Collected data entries

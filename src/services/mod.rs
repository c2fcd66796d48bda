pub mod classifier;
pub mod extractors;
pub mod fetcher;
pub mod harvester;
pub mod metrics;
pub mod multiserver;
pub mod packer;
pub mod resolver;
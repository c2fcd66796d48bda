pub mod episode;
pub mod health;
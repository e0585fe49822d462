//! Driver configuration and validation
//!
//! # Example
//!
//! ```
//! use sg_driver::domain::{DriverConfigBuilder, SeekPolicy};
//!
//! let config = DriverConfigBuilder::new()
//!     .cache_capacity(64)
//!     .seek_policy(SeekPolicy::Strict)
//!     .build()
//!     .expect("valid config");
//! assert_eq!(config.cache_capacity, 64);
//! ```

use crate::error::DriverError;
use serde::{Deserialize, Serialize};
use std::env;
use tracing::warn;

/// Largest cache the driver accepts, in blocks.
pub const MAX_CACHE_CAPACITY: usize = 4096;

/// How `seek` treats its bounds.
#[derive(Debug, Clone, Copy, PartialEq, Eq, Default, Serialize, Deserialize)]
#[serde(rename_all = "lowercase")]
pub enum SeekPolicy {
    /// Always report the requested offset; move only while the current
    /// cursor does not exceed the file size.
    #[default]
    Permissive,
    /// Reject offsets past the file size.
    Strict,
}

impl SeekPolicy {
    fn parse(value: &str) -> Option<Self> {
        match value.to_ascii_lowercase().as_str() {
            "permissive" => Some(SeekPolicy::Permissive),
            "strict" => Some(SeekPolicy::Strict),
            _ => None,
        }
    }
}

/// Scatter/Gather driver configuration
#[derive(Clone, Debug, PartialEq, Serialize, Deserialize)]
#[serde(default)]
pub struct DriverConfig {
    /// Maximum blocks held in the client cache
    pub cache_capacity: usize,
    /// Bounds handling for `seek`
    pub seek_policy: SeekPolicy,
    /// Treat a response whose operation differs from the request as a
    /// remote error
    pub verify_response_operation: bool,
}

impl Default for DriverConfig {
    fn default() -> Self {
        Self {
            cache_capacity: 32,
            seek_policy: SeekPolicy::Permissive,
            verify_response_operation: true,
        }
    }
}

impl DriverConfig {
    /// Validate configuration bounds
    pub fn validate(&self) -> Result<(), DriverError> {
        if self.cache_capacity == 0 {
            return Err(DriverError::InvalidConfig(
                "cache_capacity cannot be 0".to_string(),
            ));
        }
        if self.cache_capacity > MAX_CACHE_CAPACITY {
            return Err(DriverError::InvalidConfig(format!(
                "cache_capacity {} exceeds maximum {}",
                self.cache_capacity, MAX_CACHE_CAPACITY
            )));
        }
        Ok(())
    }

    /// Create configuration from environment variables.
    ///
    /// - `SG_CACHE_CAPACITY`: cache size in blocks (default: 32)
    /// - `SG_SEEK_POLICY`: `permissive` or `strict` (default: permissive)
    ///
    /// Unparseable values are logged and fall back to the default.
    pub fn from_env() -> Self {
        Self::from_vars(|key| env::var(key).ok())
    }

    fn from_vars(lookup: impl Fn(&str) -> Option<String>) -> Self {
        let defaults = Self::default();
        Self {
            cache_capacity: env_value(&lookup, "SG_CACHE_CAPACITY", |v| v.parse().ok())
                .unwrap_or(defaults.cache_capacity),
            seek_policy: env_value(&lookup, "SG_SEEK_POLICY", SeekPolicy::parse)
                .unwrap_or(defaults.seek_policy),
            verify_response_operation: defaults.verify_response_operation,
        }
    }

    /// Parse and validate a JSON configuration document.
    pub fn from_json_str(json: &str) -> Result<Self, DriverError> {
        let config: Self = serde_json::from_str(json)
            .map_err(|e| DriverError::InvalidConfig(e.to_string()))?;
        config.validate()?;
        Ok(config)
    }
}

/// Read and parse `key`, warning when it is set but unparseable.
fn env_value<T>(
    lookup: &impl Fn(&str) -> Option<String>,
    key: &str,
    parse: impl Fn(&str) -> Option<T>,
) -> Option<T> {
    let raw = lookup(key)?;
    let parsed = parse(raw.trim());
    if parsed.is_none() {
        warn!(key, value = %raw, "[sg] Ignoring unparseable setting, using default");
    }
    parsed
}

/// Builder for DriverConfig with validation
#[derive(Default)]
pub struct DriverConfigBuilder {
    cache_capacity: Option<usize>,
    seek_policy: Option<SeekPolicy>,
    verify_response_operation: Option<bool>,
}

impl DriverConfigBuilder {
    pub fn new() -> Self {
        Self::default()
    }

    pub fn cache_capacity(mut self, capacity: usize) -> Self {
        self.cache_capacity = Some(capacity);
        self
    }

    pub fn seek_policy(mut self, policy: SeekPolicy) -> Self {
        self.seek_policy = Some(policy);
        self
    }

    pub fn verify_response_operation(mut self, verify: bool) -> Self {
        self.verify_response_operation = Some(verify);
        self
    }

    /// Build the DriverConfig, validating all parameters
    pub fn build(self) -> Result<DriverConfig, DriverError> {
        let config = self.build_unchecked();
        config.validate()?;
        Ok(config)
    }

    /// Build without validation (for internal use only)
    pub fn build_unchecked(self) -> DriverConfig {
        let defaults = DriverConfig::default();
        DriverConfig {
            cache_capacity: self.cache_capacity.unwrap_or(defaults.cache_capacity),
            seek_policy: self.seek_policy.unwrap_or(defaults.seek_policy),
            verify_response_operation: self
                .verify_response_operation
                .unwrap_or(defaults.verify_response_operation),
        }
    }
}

...

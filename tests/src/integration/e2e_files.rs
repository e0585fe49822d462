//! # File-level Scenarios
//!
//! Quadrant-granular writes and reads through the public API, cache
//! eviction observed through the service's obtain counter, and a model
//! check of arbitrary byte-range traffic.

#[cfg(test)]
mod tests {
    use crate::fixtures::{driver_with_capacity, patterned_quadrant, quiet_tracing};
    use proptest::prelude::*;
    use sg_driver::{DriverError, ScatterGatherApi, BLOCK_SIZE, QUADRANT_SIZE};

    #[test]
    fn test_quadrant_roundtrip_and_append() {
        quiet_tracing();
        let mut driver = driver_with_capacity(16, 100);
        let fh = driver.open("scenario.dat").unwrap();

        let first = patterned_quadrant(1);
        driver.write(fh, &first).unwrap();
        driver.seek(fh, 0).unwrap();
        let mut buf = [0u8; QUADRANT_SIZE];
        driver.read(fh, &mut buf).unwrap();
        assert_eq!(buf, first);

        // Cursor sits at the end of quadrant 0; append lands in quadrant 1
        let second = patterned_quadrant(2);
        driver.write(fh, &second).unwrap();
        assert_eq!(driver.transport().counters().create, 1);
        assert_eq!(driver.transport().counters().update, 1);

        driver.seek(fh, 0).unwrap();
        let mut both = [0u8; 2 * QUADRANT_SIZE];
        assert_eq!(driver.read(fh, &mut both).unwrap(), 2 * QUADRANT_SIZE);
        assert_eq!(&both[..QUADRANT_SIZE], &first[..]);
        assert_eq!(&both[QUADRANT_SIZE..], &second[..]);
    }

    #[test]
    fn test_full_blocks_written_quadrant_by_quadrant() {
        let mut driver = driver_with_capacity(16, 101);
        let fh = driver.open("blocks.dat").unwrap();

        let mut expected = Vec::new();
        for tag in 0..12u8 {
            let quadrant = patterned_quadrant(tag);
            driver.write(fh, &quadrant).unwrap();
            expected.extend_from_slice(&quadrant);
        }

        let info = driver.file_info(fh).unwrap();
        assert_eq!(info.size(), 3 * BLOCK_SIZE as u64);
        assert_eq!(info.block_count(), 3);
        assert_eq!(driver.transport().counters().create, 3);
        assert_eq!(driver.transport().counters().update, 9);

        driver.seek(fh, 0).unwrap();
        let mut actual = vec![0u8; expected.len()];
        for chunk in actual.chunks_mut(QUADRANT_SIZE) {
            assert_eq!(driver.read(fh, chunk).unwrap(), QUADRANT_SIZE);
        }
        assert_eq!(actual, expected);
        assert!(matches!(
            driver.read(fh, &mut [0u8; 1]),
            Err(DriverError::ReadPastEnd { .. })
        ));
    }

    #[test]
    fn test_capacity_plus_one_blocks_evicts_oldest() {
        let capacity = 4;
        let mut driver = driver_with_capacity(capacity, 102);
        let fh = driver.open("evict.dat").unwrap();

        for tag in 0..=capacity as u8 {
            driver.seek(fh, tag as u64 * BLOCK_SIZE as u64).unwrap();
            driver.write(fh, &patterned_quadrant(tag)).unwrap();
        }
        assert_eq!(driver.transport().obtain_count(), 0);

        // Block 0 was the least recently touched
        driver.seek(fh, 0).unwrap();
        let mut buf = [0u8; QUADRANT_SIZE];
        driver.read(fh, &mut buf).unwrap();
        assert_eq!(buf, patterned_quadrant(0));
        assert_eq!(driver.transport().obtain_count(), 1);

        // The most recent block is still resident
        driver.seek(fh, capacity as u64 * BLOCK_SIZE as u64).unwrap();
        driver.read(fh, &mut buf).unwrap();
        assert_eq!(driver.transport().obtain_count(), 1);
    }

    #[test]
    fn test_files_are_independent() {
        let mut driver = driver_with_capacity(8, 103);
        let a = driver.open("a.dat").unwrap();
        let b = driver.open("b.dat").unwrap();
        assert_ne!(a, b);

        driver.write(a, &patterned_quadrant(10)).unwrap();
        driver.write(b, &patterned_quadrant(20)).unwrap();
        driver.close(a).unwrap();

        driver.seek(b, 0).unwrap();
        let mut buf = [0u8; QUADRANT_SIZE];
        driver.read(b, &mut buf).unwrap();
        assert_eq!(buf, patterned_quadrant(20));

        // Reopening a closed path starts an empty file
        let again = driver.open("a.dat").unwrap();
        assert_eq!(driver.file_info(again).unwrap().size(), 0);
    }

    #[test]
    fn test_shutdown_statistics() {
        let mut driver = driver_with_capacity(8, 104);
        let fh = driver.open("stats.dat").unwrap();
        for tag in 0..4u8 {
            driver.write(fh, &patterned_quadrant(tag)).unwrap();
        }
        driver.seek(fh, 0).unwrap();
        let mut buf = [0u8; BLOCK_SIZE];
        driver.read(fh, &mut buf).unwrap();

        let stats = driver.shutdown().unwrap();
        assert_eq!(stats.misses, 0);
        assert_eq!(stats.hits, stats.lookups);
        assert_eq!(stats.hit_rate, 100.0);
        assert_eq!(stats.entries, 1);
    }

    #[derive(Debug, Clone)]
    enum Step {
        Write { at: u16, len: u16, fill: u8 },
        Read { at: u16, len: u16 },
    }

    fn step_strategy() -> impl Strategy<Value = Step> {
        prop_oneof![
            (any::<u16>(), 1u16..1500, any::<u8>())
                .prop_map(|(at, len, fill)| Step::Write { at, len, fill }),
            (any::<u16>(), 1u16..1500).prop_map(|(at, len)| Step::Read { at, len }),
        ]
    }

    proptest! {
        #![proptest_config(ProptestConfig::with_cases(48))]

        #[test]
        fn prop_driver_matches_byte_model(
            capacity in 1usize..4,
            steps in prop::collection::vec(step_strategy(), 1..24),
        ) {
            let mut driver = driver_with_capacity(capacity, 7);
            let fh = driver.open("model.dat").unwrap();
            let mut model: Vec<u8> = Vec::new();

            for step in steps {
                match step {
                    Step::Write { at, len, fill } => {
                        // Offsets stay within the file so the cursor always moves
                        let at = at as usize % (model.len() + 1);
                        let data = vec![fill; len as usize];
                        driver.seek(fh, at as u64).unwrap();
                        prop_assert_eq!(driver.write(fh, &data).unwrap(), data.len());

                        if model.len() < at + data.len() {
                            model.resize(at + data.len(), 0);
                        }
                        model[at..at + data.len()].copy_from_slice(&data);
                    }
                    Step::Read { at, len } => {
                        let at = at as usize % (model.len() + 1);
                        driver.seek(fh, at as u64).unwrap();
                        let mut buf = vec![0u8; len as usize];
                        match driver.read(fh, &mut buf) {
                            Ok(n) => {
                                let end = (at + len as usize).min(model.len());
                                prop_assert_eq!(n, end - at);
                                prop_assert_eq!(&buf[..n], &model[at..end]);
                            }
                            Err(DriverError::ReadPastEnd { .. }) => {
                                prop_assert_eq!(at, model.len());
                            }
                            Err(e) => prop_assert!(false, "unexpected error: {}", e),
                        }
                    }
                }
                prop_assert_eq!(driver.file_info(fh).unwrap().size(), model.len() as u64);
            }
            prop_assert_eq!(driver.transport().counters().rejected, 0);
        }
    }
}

Requirement
Every line above that holds the string "tests" should be returned.

Answer for this exercise
filename tests/src/integration/e2e_files.rs
mod tests {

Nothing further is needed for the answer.